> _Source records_
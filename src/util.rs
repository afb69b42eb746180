//! Small shared helpers: timestamps, platform quirks, path expansion.

use time::OffsetDateTime;
use time::format_description::well_known::Rfc3339;

/// Returns the current UTC time as a second-precision RFC 3339 string,
/// for example `2026-08-27T12:34:56Z`.
#[must_use]
pub fn now_iso_utc() -> String {
    let now = OffsetDateTime::now_utc();
    let trimmed = now.replace_nanosecond(0).unwrap_or(now);
    trimmed
        .format(&Rfc3339)
        .unwrap_or_else(|_| String::from("1970-01-01T00:00:00Z"))
}

/// Returns the platform null device path used to disable known-hosts files.
#[must_use]
pub const fn null_device() -> &'static str {
    if cfg!(windows) { "NUL" } else { "/dev/null" }
}

/// Expands a leading `~/` prefix to the user's home directory.
///
/// When the `HOME` environment variable is not set the input is returned
/// unchanged; callers that need a hard failure should resolve the home
/// directory explicitly.
#[must_use]
pub fn expand_tilde(path: &str) -> String {
    if let Some(rest) = path.strip_prefix("~/")
        && let Some(home) = std::env::var_os("HOME")
    {
        return format!("{}/{rest}", home.to_string_lossy());
    }
    path.to_owned()
}
//! Sync engine: reconciles local session records against live provider
//! listings.
//!
//! One pass lists instances per region, refreshes every matched record,
//! marks or prunes the vanished ones, and optionally imports unknown
//! instances as new sessions. Matching uses the instance id only; names,
//! tags, and regions never pair a record with a listing. Per-region listing
//! failures degrade to warnings so one unreachable region does not abort
//! the pass, and the state file is written once at the end.

use std::collections::{BTreeMap, BTreeSet};

use thiserror::Error;

use crate::config::normalize_region_id;
use crate::lifecycle::{MANAGED_TAG_KEY, apply_snapshot_to_record};
use crate::provider::{ComputeProvider, InstanceSnapshot, ProviderError, TagFilter};
use crate::state::{SessionRecord, StateDocument, StateError, StateStore, status};
use crate::util::now_iso_utc;

/// Seed region used to address `DescribeRegions` when nothing else is
/// configured.
const FALLBACK_SEED_REGION: &str = "cn-hangzhou";

/// Errors that abort a sync pass outright.
#[derive(Debug, Error)]
pub enum ReconcileError {
    /// No region could be determined from flags, config, or sessions.
    #[error(
        "no region to sync; set config region_id, pass --region-id, or use --all-regions"
    )]
    NoRegions,
    /// The full region listing failed while `--all-regions` was requested.
    #[error("failed to list regions: {0}")]
    RegionListing(#[source] ProviderError),
    /// The state store failed.
    #[error(transparent)]
    State(#[from] StateError),
}

/// Options controlling one sync pass.
#[derive(Clone, Debug, Default)]
pub struct SyncOptions {
    /// Explicit regions to sync; zone ids are accepted and normalized.
    pub regions: Vec<String>,
    /// Sync every region the account can see.
    pub all_regions: bool,
    /// Remove vanished sessions instead of marking them `NotFound`.
    pub prune: bool,
    /// Import unknown instances as new sessions.
    pub import_new: bool,
    /// With import: take every instance, not only tagged ones.
    pub import_all: bool,
}

/// Summary of one sync pass.
#[derive(Clone, Debug, Default)]
pub struct SyncReport {
    /// Regions that were queried, in order.
    pub regions: Vec<String>,
    /// Sessions refreshed from a live listing.
    pub refreshed: Vec<String>,
    /// Sessions newly or still marked `NotFound`.
    pub marked_missing: Vec<String>,
    /// Sessions removed by `--prune`.
    pub removed: Vec<String>,
    /// Sessions created by import.
    pub imported: Vec<String>,
    /// Non-fatal problems, one line each.
    pub warnings: Vec<String>,
}

/// Runs sync passes against a [`ComputeProvider`] and a [`StateStore`].
#[derive(Debug)]
pub struct Reconciler<P> {
    provider: P,
    store: StateStore,
}

impl<P: ComputeProvider> Reconciler<P> {
    /// Creates a reconciler.
    #[must_use]
    pub const fn new(provider: P, store: StateStore) -> Self {
        Self { provider, store }
    }

    /// Runs one sync pass and saves the state file once at the end.
    ///
    /// # Errors
    ///
    /// Returns [`ReconcileError::NoRegions`] when no region can be
    /// determined, [`ReconcileError::RegionListing`] when `--all-regions`
    /// cannot enumerate regions, and state errors from load or save.
    /// Per-region listing failures are reported as warnings instead.
    pub async fn run(&self, options: &SyncOptions) -> Result<SyncReport, ReconcileError> {
        let mut document = self.store.load()?;
        let mut report = SyncReport::default();

        let regions = self.determine_regions(&document, options, &mut report).await?;
        report.regions.clone_from(&regions);

        let live = self.collect_instances(&regions, None, &mut report).await;

        refresh_sessions(&mut document, &live, options, &mut report);

        if options.import_new {
            let candidates = if options.import_all {
                live
            } else {
                let filter = TagFilter {
                    key: String::from(MANAGED_TAG_KEY),
                    value: String::from("true"),
                };
                self.collect_instances(&regions, Some(&filter), &mut report)
                    .await
            };
            import_candidates(&mut document, &candidates, &mut report);
        }

        self.store.save(&mut document)?;
        Ok(report)
    }

    async fn determine_regions(
        &self,
        document: &StateDocument,
        options: &SyncOptions,
        report: &mut SyncReport,
    ) -> Result<Vec<String>, ReconcileError> {
        let mut raw: Vec<String> = Vec::new();
        if !options.regions.is_empty() {
            raw.clone_from(&options.regions);
        } else if options.all_regions {
            let seed = document
                .config_str("region_id")
                .map(str::to_owned)
                .or_else(|| {
                    document
                        .sessions
                        .values()
                        .find_map(|record| record.instance_ref().map(|(region, _)| region.to_owned()))
                })
                .unwrap_or_else(|| String::from(FALLBACK_SEED_REGION));
            raw = self
                .provider
                .list_regions(&seed)
                .await
                .map_err(ReconcileError::RegionListing)?;
        } else {
            if let Some(region) = document.config_str("region_id") {
                raw.push(region.to_owned());
            }
            for record in document.sessions.values() {
                if !record.region_id.trim().is_empty() {
                    raw.push(record.region_id.clone());
                }
            }
        }

        let mut seen = BTreeSet::new();
        let mut regions = Vec::new();
        for region in raw {
            let resolved = normalize_region_id(&region);
            if let Some(warning) = resolved.warning {
                report.warnings.push(warning);
            }
            if !resolved.region_id.is_empty() && seen.insert(resolved.region_id.clone()) {
                regions.push(resolved.region_id);
            }
        }
        if regions.is_empty() {
            return Err(ReconcileError::NoRegions);
        }
        Ok(regions)
    }

    /// Lists instances in every region, keyed by instance id. A region that
    /// fails to list contributes a warning and nothing else.
    async fn collect_instances(
        &self,
        regions: &[String],
        filter: Option<&TagFilter>,
        report: &mut SyncReport,
    ) -> BTreeMap<String, (String, InstanceSnapshot)> {
        let mut live = BTreeMap::new();
        for region in regions {
            match self.provider.list_instances(region, filter).await {
                Ok(instances) => {
                    for snapshot in instances {
                        if !snapshot.instance_id.is_empty() {
                            live.insert(
                                snapshot.instance_id.clone(),
                                (region.clone(), snapshot),
                            );
                        }
                    }
                }
                Err(err) => {
                    report
                        .warnings
                        .push(format!("failed to list instances in {region}: {err}"));
                }
            }
        }
        live
    }

}

fn refresh_sessions(
    document: &mut StateDocument,
    live: &BTreeMap<String, (String, InstanceSnapshot)>,
    options: &SyncOptions,
    report: &mut SyncReport,
) {
    let names: Vec<String> = document.sessions.keys().cloned().collect();
    for name in names {
        let Some(record) = document.sessions.get_mut(&name) else {
            continue;
        };
        if record.instance_id.trim().is_empty() {
            continue;
        }
        match live.get(&record.instance_id) {
            Some((region, snapshot)) => {
                apply_snapshot_to_record(record, snapshot);
                // The listing is authoritative for placement.
                record.region_id.clone_from(region);
                report.refreshed.push(name);
            }
            None if options.prune => {
                document.sessions.remove(&name);
                report.removed.push(name);
            }
            None => {
                record.status = String::from(status::NOT_FOUND);
                record.last_refresh_at = Some(now_iso_utc());
                if record.missing_since.is_none() {
                    record.missing_since = Some(now_iso_utc());
                }
                report.marked_missing.push(name);
            }
        }
    }
}

fn import_candidates(
    document: &mut StateDocument,
    candidates: &BTreeMap<String, (String, InstanceSnapshot)>,
    report: &mut SyncReport,
) {
    let known_ids: BTreeSet<String> = document
        .sessions
        .values()
        .map(|record| record.instance_id.clone())
        .filter(|id| !id.trim().is_empty())
        .collect();
    let ssh_user = document
        .config_str("ssh_user")
        .unwrap_or("root")
        .to_owned();

    for (instance_id, (region, snapshot)) in candidates {
        if known_ids.contains(instance_id) {
            continue;
        }
        let base = snapshot
            .instance_name
            .as_deref()
            .map(str::trim)
            .filter(|name| !name.is_empty())
            .unwrap_or(instance_id)
            .to_owned();
        let name = if document.sessions.contains_key(&base) {
            format!("{base}-{instance_id}")
        } else {
            base
        };
        let record = SessionRecord {
            name: name.clone(),
            region_id: region.clone(),
            instance_id: instance_id.clone(),
            image_id: snapshot.image_id.clone(),
            instance_type: snapshot.instance_type.clone(),
            instance_name: snapshot.instance_name.clone(),
            created_at: Some(now_iso_utc()),
            imported_at: Some(now_iso_utc()),
            status: snapshot.status.clone(),
            public_ip: snapshot.public_ip.clone(),
            private_ip: snapshot.private_ip.clone(),
            ssh_user: Some(ssh_user.clone()),
            last_refresh_at: Some(now_iso_utc()),
            ..SessionRecord::default()
        };
        document.sessions.insert(name.clone(), record);
        report.imported.push(name);
    }
}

> _Task directions_
Beginning with the top line of the data above, output every line exactly until the one that contains "use thiserror::Error;", and include that one too.

> _Solution to the exercise_
filename src/util.rs
repository afb69b42eb746180
//! Small shared helpers: timestamps, platform quirks, path expansion.

use time::OffsetDateTime;
use time::format_description::well_known::Rfc3339;

/// Returns the current UTC time as a second-precision RFC 3339 string,
/// for example `2026-08-27T12:34:56Z`.
#[must_use]
pub fn now_iso_utc() -> String {
    let now = OffsetDateTime::now_utc();
    let trimmed = now.replace_nanosecond(0).unwrap_or(now);
    trimmed
        .format(&Rfc3339)
        .unwrap_or_else(|_| String::from("1970-01-01T00:00:00Z"))
}

/// Returns the platform null device path used to disable known-hosts files.
#[must_use]
pub const fn null_device() -> &'static str {
    if cfg!(windows) { "NUL" } else { "/dev/null" }
}

/// Expands a leading `~/` prefix to the user's home directory.
///
/// When the `HOME` environment variable is not set the input is returned
/// unchanged; callers that need a hard failure should resolve the home
/// directory explicitly.
#[must_use]
pub fn expand_tilde(path: &str) -> String {
    if let Some(rest) = path.strip_prefix("~/")
        && let Some(home) = std::env::var_os("HOME")
    {
        return format!("{}/{rest}", home.to_string_lossy());
    }
    path.to_owned()
}
//! Sync engine: reconciles local session records against live provider
//! listings.
//!
//! One pass lists instances per region, refreshes every matched record,
//! marks or prunes the vanished ones, and optionally imports unknown
//! instances as new sessions. Matching uses the instance id only; names,
//! tags, and regions never pair a record with a listing. Per-region listing
//! failures degrade to warnings so one unreachable region does not abort
//! the pass, and the state file is written once at the end.

use std::collections::{BTreeMap, BTreeSet};

use thiserror::Error;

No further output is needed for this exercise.